Como señala acertadamente el Salmo 130:3:

Jah, si miraras los pecados, ¿quién, oh Señor, podría tenerse en pie?”. Semejante afirmación escuece a los que creen que pueden salvarse por sus méritos o por sus obras, pero constituye una enseñanza esencial en las Escrituras. Como bien mostró Pablo en Romanos 3: 9-20: ¿Qué, pues? ¿Somos nosotros mejores que ellos? En ninguna manera; pues ya hemos acusado a judíos y a gentiles, que todos están bajo pecado. Como está escrito: No hay justo, ni aun uno; no hay quien entienda, no hay quien busque a Dios. Todos se desviaron, a una se hicieron inútiles;

No hay quien haga lo bueno, no hay ni siquiera uno. Sepulcro abierto es su garganta; con su lengua engañan. Veneno de áspides hay debajo de sus labios; su boca está llena de maldición y de amargura. Sus pies se apresuran para derramar sangre; quebranto y desventura hay en sus caminos; y no conocieron camino de paz. No hay temor de Dios delante de sus ojos. Pero sabemos que todo lo que la ley dice, lo dice a los que están bajo la ley, para que toda boca se cierre y todo el mundo quede bajo el juicio de Dios; ya que por las obras de la ley ningún ser humano será justificado delante de él; porque por medio de la ley es el conocimiento del pecado.
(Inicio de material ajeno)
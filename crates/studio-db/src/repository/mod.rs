//! # Repository Module
//!
//! One repository per entity, all sharing the same write discipline.
//!
//! ## Write Path
//! ```text
//! ┌─────────────────────────────────────────────────────────────────────────┐
//! │                    create / update / delete                             │
//! │                                                                         │
//! │  input.validate()            ── field report, nothing touched yet      │
//! │       │                                                                 │
//! │       ▼                                                                 │
//! │  pool.begin()                                                           │
//! │       │                                                                 │
//! │       ├── referenced rows exist?      → UnknownReference               │
//! │       ├── unique values free?         → Duplicate                      │
//! │       ├── protected references?       → Conflict (delete only)         │
//! │       ▼                                                                 │
//! │  INSERT / UPDATE / DELETE     ── schema constraints are the backstop   │
//! │       │                                                                 │
//! │       ▼                                                                 │
//! │  tx.commit()                  ── dropped tx rolls back on any error    │
//! └─────────────────────────────────────────────────────────────────────────┘
//! ```
//!
//! Everything that runs inside a transaction takes `&mut SqliteConnection`
//! so nested writes (inline child rows) share one transaction.
//!
//! ## Available Repositories
//!
//! - [`ProductRepository`](product::ProductRepository) - Products, SKU allocation, inline children
//! - [`VariantRepository`](variant::VariantRepository) - Size / edition options
//! - [`MediaRepository`](media::MediaRepository) - Product images
//! - [`ContactRepository`](contact::ContactRepository) - Collectors, galleries, vendors
//! - [`CrmNoteRepository`](crm_note::CrmNoteRepository) - Notes on contacts
//! - [`LocationRepository`](location::LocationRepository) - Stock locations
//! - [`InventoryRepository`](inventory::InventoryRepository) - On-hand per variant and location
//! - [`OrderRepository`](order::OrderRepository) - Orders with inline items
//! - [`OrderItemRepository`](order_item::OrderItemRepository) - Order lines
//! - [`PaymentRepository`](payment::PaymentRepository) - Payment ledger
//! - [`CoaRepository`](coa::CoaRepository) - Certificates of authenticity
//! - [`ConsignmentRepository`](consignment::ConsignmentRepository) - Gallery consignments
//! - [`ConsignmentItemRepository`](consignment_item::ConsignmentItemRepository) - Consigned lines

pub mod coa;
pub mod consignment;
pub mod consignment_item;
pub mod contact;
pub mod crm_note;
pub mod inventory;
pub mod location;
pub mod media;
pub mod order;
pub mod order_item;
pub mod payment;
pub mod product;
pub mod variant;

use serde::{Deserialize, Serialize};
use sqlx::{QueryBuilder, Sqlite, SqliteConnection};
use studio_core::validation::validate_search_query;
use studio_core::{ValidationError, ValidationErrors};
use uuid::Uuid;

use crate::error::{DbError, DbResult};

/// Page size when the caller gives none.
pub const DEFAULT_PAGE_SIZE: i64 = 50;

/// Largest page a caller can ask for.
pub const MAX_PAGE_SIZE: i64 = 500;

// =============================================================================
// Paging
// =============================================================================

/// Limit / offset as requested by the caller. Out-of-range values are
/// clamped rather than rejected.
#[derive(Debug, Clone, Copy, Default, PartialEq, Eq, Serialize, Deserialize)]
pub struct PageRequest {
    pub limit: Option<i64>,
    pub offset: Option<i64>,
}

impl PageRequest {
    pub fn new(limit: i64, offset: i64) -> Self {
        PageRequest {
            limit: Some(limit),
            offset: Some(offset),
        }
    }

    pub fn limit(&self) -> i64 {
        self.limit.unwrap_or(DEFAULT_PAGE_SIZE).clamp(1, MAX_PAGE_SIZE)
    }

    pub fn offset(&self) -> i64 {
        self.offset.unwrap_or(0).max(0)
    }
}

/// One page of a list result plus the total number of matching rows.
#[derive(Debug, Clone, PartialEq, Serialize)]
pub struct Page<T> {
    pub items: Vec<T>,
    pub total: i64,
    pub limit: i64,
    pub offset: i64,
}

impl<T> Page<T> {
    pub(crate) fn new(items: Vec<T>, total: i64, request: &PageRequest) -> Self {
        Page {
            items,
            total,
            limit: request.limit(),
            offset: request.offset(),
        }
    }

    pub fn map<U>(self, f: impl FnMut(T) -> U) -> Page<U> {
        Page {
            items: self.items.into_iter().map(f).collect(),
            total: self.total,
            limit: self.limit,
            offset: self.offset,
        }
    }
}

#[derive(Debug, Clone, Copy, Default, PartialEq, Eq, Serialize, Deserialize)]
#[serde(rename_all = "snake_case")]
pub enum SortDirection {
    #[default]
    Asc,
    Desc,
}

impl SortDirection {
    pub(crate) fn sql(&self) -> &'static str {
        match self {
            SortDirection::Asc => "ASC",
            SortDirection::Desc => "DESC",
        }
    }
}

// =============================================================================
// Query Helpers
// =============================================================================

pub(crate) fn new_id() -> String {
    Uuid::new_v4().to_string()
}

/// Appends `AND (col LIKE %term% OR ...)` for a non-blank search term.
///
/// SQLite's LIKE is case-insensitive for ASCII letters.
pub(crate) fn push_search(
    qb: &mut QueryBuilder<'_, Sqlite>,
    search: Option<&str>,
    columns: &[&str],
) -> DbResult<()> {
    let Some(raw) = search else {
        return Ok(());
    };

    let term = validate_search_query(raw)?;
    if term.is_empty() {
        return Ok(());
    }

    let pattern = format!("%{}%", escape_like(&term));

    qb.push(" AND (");
    for (i, column) in columns.iter().enumerate() {
        if i > 0 {
            qb.push(" OR ");
        }
        qb.push(*column)
            .push(" LIKE ")
            .push_bind(pattern.clone())
            .push(" ESCAPE '\\'");
    }
    qb.push(")");

    Ok(())
}

fn escape_like(term: &str) -> String {
    let mut out = String::with_capacity(term.len());
    for c in term.chars() {
        if matches!(c, '%' | '_' | '\\') {
            out.push('\\');
        }
        out.push(c);
    }
    out
}

pub(crate) fn push_page(qb: &mut QueryBuilder<'_, Sqlite>, page: &PageRequest) {
    qb.push(" LIMIT ")
        .push_bind(page.limit())
        .push(" OFFSET ")
        .push_bind(page.offset());
}

// =============================================================================
// Integrity Checks (run inside the write transaction)
// =============================================================================

/// Whether a row with `id` exists in `table`.
pub(crate) async fn row_exists(conn: &mut SqliteConnection, table: &str, id: &str) -> DbResult<bool> {
    let sql = format!("SELECT COUNT(*) FROM {table} WHERE id = ?1");
    let count: i64 = sqlx::query_scalar(&sql).bind(id).fetch_one(&mut *conn).await?;
    Ok(count > 0)
}

/// Records `UnknownReference` for `field` when `id` is not in `table`.
pub(crate) async fn check_reference(
    conn: &mut SqliteConnection,
    errors: &mut ValidationErrors,
    field: &str,
    table: &str,
    id: &str,
) -> DbResult<()> {
    if !row_exists(conn, table, id).await? {
        errors.push(ValidationError::UnknownReference {
            field: field.to_string(),
            id: id.to_string(),
        });
    }
    Ok(())
}

/// Number of rows in `table` whose `column` equals `id`.
pub(crate) async fn count_references(
    conn: &mut SqliteConnection,
    table: &str,
    column: &str,
    id: &str,
) -> DbResult<i64> {
    let sql = format!("SELECT COUNT(*) FROM {table} WHERE {column} = ?1");
    let count: i64 = sqlx::query_scalar(&sql).bind(id).fetch_one(&mut *conn).await?;
    Ok(count)
}

/// Whether `value` is already used in `table.column` by a row other than
/// `exclude_id`.
pub(crate) async fn value_taken(
    conn: &mut SqliteConnection,
    table: &str,
    column: &str,
    value: &str,
    exclude_id: Option<&str>,
) -> DbResult<bool> {
    let sql = format!("SELECT COUNT(*) FROM {table} WHERE {column} = ?1 AND id IS NOT ?2");
    let count: i64 = sqlx::query_scalar(&sql)
        .bind(value)
        .bind(exclude_id)
        .fetch_one(&mut *conn)
        .await?;
    Ok(count > 0)
}

/// Re-keys a nested row's validation report under `prefix`.
pub(crate) fn nested(err: DbError, prefix: &str) -> DbError {
    match err {
        DbError::Validation(report) => DbError::Validation(report.prefixed(prefix)),
        other => other,
    }
}

/// Turns a raw FK failure during a delete into a `Conflict`.
pub(crate) fn protect(err: DbError, entity: &str, id: &str) -> DbError {
    match err {
        DbError::ForeignKeyViolation { .. } => DbError::conflict(entity, id, "protected references"),
        other => other,
    }
}

// =============================================================================
// Test Fixtures
// =============================================================================

#[cfg(test)]
pub(crate) mod test_support {
    use chrono::NaiveDate;
    use studio_core::validation::{
        ConsignmentInput, ContactInput, LocationInput, OrderInput, ProductInput, VariantInput,
    };
    use studio_core::{
        Consignment, Contact, ContactKind, Location, Order, Product, ProductType, ProductVariant,
    };

    use crate::{Database, DbConfig};

    pub async fn test_db() -> Database {
        Database::new(DbConfig::in_memory()).await.unwrap()
    }

    pub async fn product(db: &Database, title: &str) -> Product {
        db.products()
            .create(&ProductInput {
                title: title.to_string(),
                product_type: Some(ProductType::LimitedPrint),
                ..Default::default()
            })
            .await
            .unwrap()
    }

    pub fn variant_input(product_id: &str, label: &str, price_cents: i64) -> VariantInput {
        VariantInput {
            product_id: product_id.to_string(),
            option_label: label.to_string(),
            price_cents: Some(price_cents),
            ..Default::default()
        }
    }

    pub async fn variant(db: &Database, product_id: &str, label: &str) -> ProductVariant {
        db.variants()
            .create(&variant_input(product_id, label, 12500))
            .await
            .unwrap()
    }

    pub async fn contact(db: &Database, kind: ContactKind, name: &str) -> Contact {
        db.contacts()
            .create(&ContactInput {
                kind: Some(kind),
                name: name.to_string(),
                ..Default::default()
            })
            .await
            .unwrap()
    }

    pub async fn location(db: &Database, name: &str) -> Location {
        db.locations()
            .create(&LocationInput {
                name: name.to_string(),
                is_sellable: None,
            })
            .await
            .unwrap()
    }

    pub async fn order(db: &Database) -> Order {
        db.orders().create(&OrderInput::default()).await.unwrap()
    }

    pub fn consignment_input(gallery_id: &str) -> ConsignmentInput {
        ConsignmentInput {
            gallery_contact_id: gallery_id.to_string(),
            start_date: NaiveDate::from_ymd_opt(2025, 3, 1),
            end_date: None,
            commission_rate: "40".to_string(),
        }
    }

    pub async fn consignment(db: &Database, gallery_id: &str) -> Consignment {
        db.consignments()
            .create(&consignment_input(gallery_id))
            .await
            .unwrap()
    }
}

#[cfg(test)]
mod tests {
    use super::*;

    #[test]
    fn test_page_request_clamps() {
        assert_eq!(PageRequest::default().limit(), DEFAULT_PAGE_SIZE);
        assert_eq!(PageRequest::new(10_000, -5).limit(), MAX_PAGE_SIZE);
        assert_eq!(PageRequest::new(0, -5).limit(), 1);
        assert_eq!(PageRequest::new(10, -5).offset(), 0);
    }

    #[test]
    fn test_escape_like() {
        assert_eq!(escape_like("50%_off\\"), "50\\%\\_off\\\\");
        assert_eq!(escape_like("dawn"), "dawn");
    }

    #[test]
    fn test_page_serializes_flat() {
        let page = Page::new(vec!["a", "b"], 7, &PageRequest::new(2, 4));
        let json = serde_json::to_value(&page).unwrap();

        assert_eq!(json["items"], serde_json::json!(["a", "b"]));
        assert_eq!(json["total"], 7);
        assert_eq!(json["limit"], 2);
        assert_eq!(json["offset"], 4);
    }
}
Los autores de los Salmos sabían que nada merecían y que nada podían ofrecer a Dios salvo sus faltas. Por eso, se confiaban en la Sola Gratia con una sencillez que nos conmueve. De manera también reveladora, sólo se dirigían a Dios.

Por su cabeza, jamás habría pasado la idea de inclinarse ante una imagen o encomendarse a nadie que no fuera Dios. Eso lo habrían hecho las naciones idólatras que rodeaban a Israel, pero jamás un miembro del pueblo de Dios.

Precisamente por eso las diferencias en los resultados resultaban tan acusadas. Las naciones entregadas a la idolatría, las que elevaban sus oraciones a otros seres que no era el único Dios verdadero y se inclinaban ante imágenes fabricadas por el hombre eran presa de la angustia.

Los que, orando al Dios único y únicamente, se veían rodeados de enemigos podían afirmar: “Yo me acosté y me dormí, y desperté porque YHVH me sostenía. No temeré a miríadas de gentes que levantaran sitio contra mi” (3: 5-6).

Esa paz sólo la puede disfrutar el que reconoce su pecado humildemente; el que acepta que no puede por sus propios méritos obtener el perdón; el que se confía a Dios en la fe de que sólo El puede cambiar su vida. Es una paz que ninguna organización religiosa, ninguna ceremonia, ningún psiquiatra y ninguna ideología pueden proporcionar.

Tal y como señala el Salmo 4: 8: “En paz me acostaré e igualmente dormiré, porque sólo Tu, YHVH, me haces vivir confiado”.

 

Lectura recomendada: Salmos 3, 4, 51 y 130.